Engaging dissection of the 20th-century novel likely to send the reader in search for the book under discussion.

- CHARLOTTE GRIMSHAW

Something's wrong with all of them

Rudyard Kipling was born in Bombay, and his first impression was of “daybreak, light and colour and golden and purple fruits at the level of my shoulder”. It’s a memory of morning walks to the Bombay fruit market with his ayah, or nanny. Kipling’s first language was an Indian one. His parents’ house was not far from the Towers of Silence, where the Parsees left their dead to be eaten by vultures. He didn’t understand his mother’s distress when she found a child’s hand in the garden.
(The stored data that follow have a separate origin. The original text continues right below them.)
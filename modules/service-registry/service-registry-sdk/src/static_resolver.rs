use std::collections::HashMap;

use async_trait::async_trait;
use chrono::Utc;

use crate::api::ServiceResolver;
use crate::errors::ServiceRegistryError;
use crate::models::{InstanceStatus, ServiceInstance};

/// Fixed service table, typically read from configuration.
///
/// Instance ids are `<service>-<index>`. An unknown service resolves to an
/// empty list, not an error.
#[derive(Debug, Clone, Default)]
pub struct StaticResolver {
    services: HashMap<String, Vec<ServiceInstance>>,
}

impl StaticResolver {
    #[must_use]
    pub fn new() -> Self {
        Self::default()
    }

    #[must_use]
    pub fn with_service<I, S>(mut self, service_name: &str, base_urls: I) -> Self
    where
        I: IntoIterator<Item = S>,
        S: Into<String>,
    {
        let now = Utc::now();
        let instances = base_urls
            .into_iter()
            .enumerate()
            .map(|(idx, url)| {
                let url: String = url.into();
                ServiceInstance {
                    instance_id: format!("{service_name}-{idx}"),
                    service_name: service_name.to_owned(),
                    base_url: url.trim_end_matches('/').to_owned(),
                    status: InstanceStatus::Up,
                    registered_at: now,
                    last_heartbeat: now,
                }
            })
            .collect();
        self.services.insert(service_name.to_owned(), instances);
        self
    }
}

#[async_trait]
impl ServiceResolver for StaticResolver {
    async fn resolve(&self, service_name: &str) -> Result<Vec<ServiceInstance>, ServiceRegistryError> {
        Ok(self.services.get(service_name).cloned().unwrap_or_default())
    }
}

#[cfg(test)]
mod tests {
    #![allow(clippy::unwrap_used, clippy::expect_used)]

    use super::*;

    #[tokio::test]
    async fn resolves_configured_urls_in_order() {
        let resolver = StaticResolver::new()
            .with_service("books-service", ["http://a:1/", "http://b:2"]);

        let found = resolver.resolve("books-service").await.unwrap();
        let urls: Vec<&str> = found.iter().map(|i| i.base_url.as_str()).collect();
        assert_eq!(urls, ["http://a:1", "http://b:2"]);
        assert_eq!(found[1].instance_id, "books-service-1");
    }

    #[tokio::test]
    async fn unknown_service_is_empty() {
        let resolver = StaticResolver::new().with_service("books-service", Vec::<String>::new());
        assert!(resolver.resolve("books-service").await.unwrap().is_empty());
        assert!(resolver.resolve("other").await.unwrap().is_empty());
    }
}
//! Books SDK
//!
//! Transport-agnostic models and errors shared by the books service and its
//! callers, plus [`BooksHttpClient`] for talking to the service (directly or
//! through the gateway).

pub mod client;
pub mod errors;
pub mod models;

pub use client::BooksHttpClient;
pub use errors::BooksError;
pub use models::{Book, NewBook};
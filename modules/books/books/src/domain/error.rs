use thiserror::Error;

/// One rejected input field.
#[derive(Debug, Clone, PartialEq, Eq)]
pub struct FieldViolation {
    pub field: &'static str,
    pub message: String,
}

fn describe(violations: &[FieldViolation]) -> String {
    violations
        .iter()
        .map(|v| format!("{}: {}", v.field, v.message))
        .collect::<Vec<_>>()
        .join("; ")
}

/// Domain-specific errors using thiserror.
///
/// A missing book is not an error; lookups return `Ok(None)`.
#[derive(Error, Debug)]
pub enum DomainError {
    #[error("Forbidden: capability '{required}' is required")]
    Forbidden { required: String },

    #[error("Validation failed: {}", describe(.violations))]
    Validation { violations: Vec<FieldViolation> },

    #[error("Database error: {message}")]
    Database { message: String },
}

impl DomainError {
    #[must_use]
    pub fn forbidden(required: impl Into<String>) -> Self {
        Self::Forbidden {
            required: required.into(),
        }
    }

    #[must_use]
    pub fn validation(violations: Vec<FieldViolation>) -> Self {
        Self::Validation { violations }
    }

    #[must_use]
    pub fn database(message: impl Into<String>) -> Self {
        Self::Database {
            message: message.into(),
        }
    }
}

impl From<sea_orm::DbErr> for DomainError {
    fn from(e: sea_orm::DbErr) -> Self {
        Self::database(e.to_string())
    }
}

#[cfg(test)]
mod tests {
    use super::*;

    #[test]
    fn validation_message_lists_fields() {
        let err = DomainError::validation(vec![
            FieldViolation {
                field: "title",
                message: "must not be blank".to_owned(),
            },
            FieldViolation {
                field: "author",
                message: "must not be blank".to_owned(),
            },
        ]);
        assert_eq!(
            err.to_string(),
            "Validation failed: title: must not be blank; author: must not be blank"
        );
    }
}
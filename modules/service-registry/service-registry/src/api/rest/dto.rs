use chrono::{DateTime, Utc};
use serde::{Deserialize, Serialize};
use service_registry_sdk::{InstanceStatus, NewInstance, ServiceInstance};
use utoipa::ToSchema;

#[derive(Debug, Clone, Copy, PartialEq, Eq, Serialize, Deserialize, ToSchema)]
#[serde(rename_all = "lowercase")]
pub enum InstanceStatusDto {
    Up,
    Down,
}

impl From<InstanceStatus> for InstanceStatusDto {
    fn from(s: InstanceStatus) -> Self {
        match s {
            InstanceStatus::Up => Self::Up,
            InstanceStatus::Down => Self::Down,
        }
    }
}

impl From<InstanceStatusDto> for InstanceStatus {
    fn from(s: InstanceStatusDto) -> Self {
        match s {
            InstanceStatusDto::Up => Self::Up,
            InstanceStatusDto::Down => Self::Down,
        }
    }
}

#[derive(Debug, Clone, Serialize, Deserialize, ToSchema)]
pub struct InstanceDto {
    pub instance_id: String,
    pub service_name: String,
    pub base_url: String,
    pub status: InstanceStatusDto,
    pub registered_at: DateTime<Utc>,
    pub last_heartbeat: DateTime<Utc>,
}

impl From<ServiceInstance> for InstanceDto {
    fn from(i: ServiceInstance) -> Self {
        Self {
            instance_id: i.instance_id,
            service_name: i.service_name,
            base_url: i.base_url,
            status: i.status.into(),
            registered_at: i.registered_at,
            last_heartbeat: i.last_heartbeat,
        }
    }
}

#[derive(Debug, Clone, Deserialize, ToSchema)]
#[serde(deny_unknown_fields)]
pub struct RegisterReq {
    #[serde(default)]
    pub instance_id: Option<String>,
    pub service_name: String,
    pub base_url: String,
}

impl From<RegisterReq> for NewInstance {
    fn from(req: RegisterReq) -> Self {
        Self {
            instance_id: req.instance_id,
            service_name: req.service_name,
            base_url: req.base_url,
        }
    }
}

#[derive(Debug, Clone, Deserialize, ToSchema)]
#[serde(deny_unknown_fields)]
pub struct StatusReq {
    pub status: InstanceStatusDto,
}
use std::sync::Arc;

use axum::{
    Extension, Json, Router,
    routing::{delete, get, post, put},
};
use bookshelf_errors::Problem;
use utoipa::OpenApi;

use super::dto::{InstanceDto, InstanceStatusDto, RegisterReq, StatusReq};
use super::handlers;
use crate::domain::service::Service;

#[derive(OpenApi)]
#[openapi(
    info(title = "Service Registry API", description = "Instance registration, heartbeats and lookup"),
    paths(
        handlers::register,
        handlers::heartbeat,
        handlers::set_status,
        handlers::deregister,
        handlers::list_live,
    ),
    components(schemas(InstanceDto, InstanceStatusDto, RegisterReq, StatusReq, Problem)),
    tags((name = "registry", description = "Service instances"))
)]
pub struct RegistryApiDoc;

#[must_use]
pub fn router(service: Arc<Service>) -> Router {
    Router::new()
        .route("/registry/v1/instances", post(handlers::register))
        .route(
            "/registry/v1/instances/{instance_id}",
            delete(handlers::deregister),
        )
        .route(
            "/registry/v1/instances/{instance_id}/heartbeat",
            put(handlers::heartbeat),
        )
        .route(
            "/registry/v1/instances/{instance_id}/status",
            put(handlers::set_status),
        )
        .route(
            "/registry/v1/services/{service_name}/instances",
            get(handlers::list_live),
        )
        .route("/openapi.json", get(openapi_json))
        .layer(Extension(service))
}

async fn openapi_json() -> Json<utoipa::openapi::OpenApi> {
    Json(RegistryApiDoc::openapi())
}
Kipling’s parents packed him off to England when he was 5 to live in a household where he was ill-treated by a fanatical evangelical Christian. Locked up alone for hours as punishment, he lived in his imagination. He would grow up to become the great writer, described by Henry James as “the most complete man of genius”, author of The Jungle Book and Kim, apologist for colonialism, eventual winner of the Nobel Prize.

These vivid fragments of Kipling’s life are a fraction of the rich detail on offer in Stranger than Fiction, Edwin Frank’s expansive, lively examination of the 20th-century novel.

Frank, editorial director of New York Review Books, conceived his project after reading an influential work by music critic Alex Ross. Ross’s book, The Rest is Noise, tells the story of modern classical music “in the light of the 20th century’s political, social and technological upheavals”. The book established classical music as a “shaping presence” in the cultural life of the century, influencing bands like Radiohead, for example.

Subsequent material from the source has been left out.